▶ _Problem to work on_
All lines from the first line of the material up to and including the line with "let x = i as" must be copied exactly, and no others.
================
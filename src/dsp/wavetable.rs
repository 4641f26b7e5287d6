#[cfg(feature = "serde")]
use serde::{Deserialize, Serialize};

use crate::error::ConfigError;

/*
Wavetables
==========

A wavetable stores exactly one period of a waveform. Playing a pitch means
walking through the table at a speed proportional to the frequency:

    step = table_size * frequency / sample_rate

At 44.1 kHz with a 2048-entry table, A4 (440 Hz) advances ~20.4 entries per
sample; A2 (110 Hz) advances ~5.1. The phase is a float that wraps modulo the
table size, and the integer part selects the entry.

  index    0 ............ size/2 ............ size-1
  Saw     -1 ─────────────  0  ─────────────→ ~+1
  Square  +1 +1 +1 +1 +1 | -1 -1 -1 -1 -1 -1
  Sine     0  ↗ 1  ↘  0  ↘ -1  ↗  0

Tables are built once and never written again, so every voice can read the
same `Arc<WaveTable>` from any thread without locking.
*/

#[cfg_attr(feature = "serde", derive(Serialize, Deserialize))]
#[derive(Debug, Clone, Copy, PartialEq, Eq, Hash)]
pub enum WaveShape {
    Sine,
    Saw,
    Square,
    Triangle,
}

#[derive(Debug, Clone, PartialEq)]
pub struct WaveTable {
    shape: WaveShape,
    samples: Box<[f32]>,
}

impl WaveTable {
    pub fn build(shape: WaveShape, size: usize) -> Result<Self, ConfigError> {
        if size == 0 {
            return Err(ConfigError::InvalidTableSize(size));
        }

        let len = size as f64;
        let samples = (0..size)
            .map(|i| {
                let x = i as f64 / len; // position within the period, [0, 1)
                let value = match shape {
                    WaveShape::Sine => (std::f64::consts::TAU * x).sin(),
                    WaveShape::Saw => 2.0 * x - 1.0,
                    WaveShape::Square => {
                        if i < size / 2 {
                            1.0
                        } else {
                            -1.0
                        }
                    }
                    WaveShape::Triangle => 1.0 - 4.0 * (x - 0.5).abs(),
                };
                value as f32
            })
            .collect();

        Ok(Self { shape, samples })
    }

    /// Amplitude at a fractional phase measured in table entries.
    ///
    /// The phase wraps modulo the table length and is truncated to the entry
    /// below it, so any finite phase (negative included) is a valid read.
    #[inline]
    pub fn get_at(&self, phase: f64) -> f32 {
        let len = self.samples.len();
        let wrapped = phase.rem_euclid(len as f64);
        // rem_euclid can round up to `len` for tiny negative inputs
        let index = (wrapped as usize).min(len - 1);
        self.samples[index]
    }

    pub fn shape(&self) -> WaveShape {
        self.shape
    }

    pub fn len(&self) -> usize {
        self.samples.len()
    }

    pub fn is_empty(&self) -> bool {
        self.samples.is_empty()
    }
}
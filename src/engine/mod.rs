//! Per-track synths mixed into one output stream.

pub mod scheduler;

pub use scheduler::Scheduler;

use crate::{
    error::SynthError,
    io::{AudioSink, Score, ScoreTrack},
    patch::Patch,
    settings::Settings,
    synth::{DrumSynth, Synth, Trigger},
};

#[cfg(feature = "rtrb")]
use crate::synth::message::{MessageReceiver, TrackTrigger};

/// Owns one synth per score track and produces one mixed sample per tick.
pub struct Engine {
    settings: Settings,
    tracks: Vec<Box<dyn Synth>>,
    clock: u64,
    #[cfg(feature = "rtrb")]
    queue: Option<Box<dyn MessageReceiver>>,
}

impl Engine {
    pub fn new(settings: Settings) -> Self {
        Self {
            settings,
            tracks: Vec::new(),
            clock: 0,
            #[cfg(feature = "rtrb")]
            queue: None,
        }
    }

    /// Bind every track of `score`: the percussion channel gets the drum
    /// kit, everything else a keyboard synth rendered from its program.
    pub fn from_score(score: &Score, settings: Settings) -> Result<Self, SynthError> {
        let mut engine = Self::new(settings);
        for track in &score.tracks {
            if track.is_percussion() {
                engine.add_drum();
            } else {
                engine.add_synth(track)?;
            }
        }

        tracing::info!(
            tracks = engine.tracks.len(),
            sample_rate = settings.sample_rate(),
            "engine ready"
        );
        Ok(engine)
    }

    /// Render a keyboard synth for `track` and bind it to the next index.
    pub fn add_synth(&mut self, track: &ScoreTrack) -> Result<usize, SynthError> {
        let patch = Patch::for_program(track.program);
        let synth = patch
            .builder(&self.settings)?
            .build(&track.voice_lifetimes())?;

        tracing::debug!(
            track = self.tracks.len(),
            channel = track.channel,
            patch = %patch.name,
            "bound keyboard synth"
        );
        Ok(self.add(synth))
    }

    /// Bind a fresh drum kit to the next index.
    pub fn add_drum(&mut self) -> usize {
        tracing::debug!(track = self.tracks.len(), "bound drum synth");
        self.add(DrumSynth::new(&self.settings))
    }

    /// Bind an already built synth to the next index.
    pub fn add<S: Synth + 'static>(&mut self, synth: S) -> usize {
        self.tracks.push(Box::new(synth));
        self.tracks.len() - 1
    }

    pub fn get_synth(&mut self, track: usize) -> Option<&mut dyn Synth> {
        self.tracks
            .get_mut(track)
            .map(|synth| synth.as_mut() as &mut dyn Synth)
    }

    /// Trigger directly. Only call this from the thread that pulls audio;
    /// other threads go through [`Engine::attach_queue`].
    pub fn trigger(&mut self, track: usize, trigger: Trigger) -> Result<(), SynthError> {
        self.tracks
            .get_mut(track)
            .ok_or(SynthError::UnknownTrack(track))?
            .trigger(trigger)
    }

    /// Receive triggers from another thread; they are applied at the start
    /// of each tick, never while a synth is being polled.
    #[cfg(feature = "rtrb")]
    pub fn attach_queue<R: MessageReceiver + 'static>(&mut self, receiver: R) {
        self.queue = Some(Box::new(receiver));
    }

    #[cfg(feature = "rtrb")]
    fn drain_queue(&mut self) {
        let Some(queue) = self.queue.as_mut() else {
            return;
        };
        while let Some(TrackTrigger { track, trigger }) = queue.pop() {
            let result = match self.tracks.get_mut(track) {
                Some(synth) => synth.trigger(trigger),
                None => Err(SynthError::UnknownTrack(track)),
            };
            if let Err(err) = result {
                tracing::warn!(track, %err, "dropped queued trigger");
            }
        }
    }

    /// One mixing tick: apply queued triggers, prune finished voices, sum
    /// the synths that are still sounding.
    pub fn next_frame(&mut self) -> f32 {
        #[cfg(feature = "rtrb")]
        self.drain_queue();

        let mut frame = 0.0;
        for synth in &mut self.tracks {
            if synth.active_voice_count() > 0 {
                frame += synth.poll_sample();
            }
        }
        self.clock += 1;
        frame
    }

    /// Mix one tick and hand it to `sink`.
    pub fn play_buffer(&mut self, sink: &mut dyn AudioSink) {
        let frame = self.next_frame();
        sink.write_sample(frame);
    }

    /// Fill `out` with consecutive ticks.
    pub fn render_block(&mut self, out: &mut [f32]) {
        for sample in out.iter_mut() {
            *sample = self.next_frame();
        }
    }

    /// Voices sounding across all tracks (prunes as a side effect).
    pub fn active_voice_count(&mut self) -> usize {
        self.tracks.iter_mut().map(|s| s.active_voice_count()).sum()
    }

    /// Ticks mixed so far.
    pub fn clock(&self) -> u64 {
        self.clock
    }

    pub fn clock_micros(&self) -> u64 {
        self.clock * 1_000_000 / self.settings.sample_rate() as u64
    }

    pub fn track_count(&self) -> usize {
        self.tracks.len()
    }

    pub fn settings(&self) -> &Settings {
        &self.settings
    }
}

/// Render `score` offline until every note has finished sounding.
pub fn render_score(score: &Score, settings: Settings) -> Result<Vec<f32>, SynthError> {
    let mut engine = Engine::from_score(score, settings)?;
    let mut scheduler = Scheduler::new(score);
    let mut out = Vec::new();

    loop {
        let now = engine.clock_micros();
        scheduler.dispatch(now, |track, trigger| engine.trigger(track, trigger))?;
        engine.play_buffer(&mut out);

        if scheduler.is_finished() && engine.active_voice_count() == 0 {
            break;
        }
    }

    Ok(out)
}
================
▶ _Reply to the task_
filename src/dsp/wavetable.rs
repository 4641f26b7e5287d6
#[cfg(feature = "serde")]
use serde::{Deserialize, Serialize};

use crate::error::ConfigError;

/*
Wavetables
==========

A wavetable stores exactly one period of a waveform. Playing a pitch means
walking through the table at a speed proportional to the frequency:

    step = table_size * frequency / sample_rate

At 44.1 kHz with a 2048-entry table, A4 (440 Hz) advances ~20.4 entries per
sample; A2 (110 Hz) advances ~5.1. The phase is a float that wraps modulo the
table size, and the integer part selects the entry.

  index    0 ............ size/2 ............ size-1
  Saw     -1 ─────────────  0  ─────────────→ ~+1
  Square  +1 +1 +1 +1 +1 | -1 -1 -1 -1 -1 -1
  Sine     0  ↗ 1  ↘  0  ↘ -1  ↗  0

Tables are built once and never written again, so every voice can read the
same `Arc<WaveTable>` from any thread without locking.
*/

#[cfg_attr(feature = "serde", derive(Serialize, Deserialize))]
#[derive(Debug, Clone, Copy, PartialEq, Eq, Hash)]
pub enum WaveShape {
    Sine,
    Saw,
    Square,
    Triangle,
}

#[derive(Debug, Clone, PartialEq)]
pub struct WaveTable {
    shape: WaveShape,
    samples: Box<[f32]>,
}

impl WaveTable {
    pub fn build(shape: WaveShape, size: usize) -> Result<Self, ConfigError> {
        if size == 0 {
            return Err(ConfigError::InvalidTableSize(size));
        }

        let len = size as f64;
        let samples = (0..size)
            .map(|i| {
                let x = i as f64 / len; // position within the period, [0, 1)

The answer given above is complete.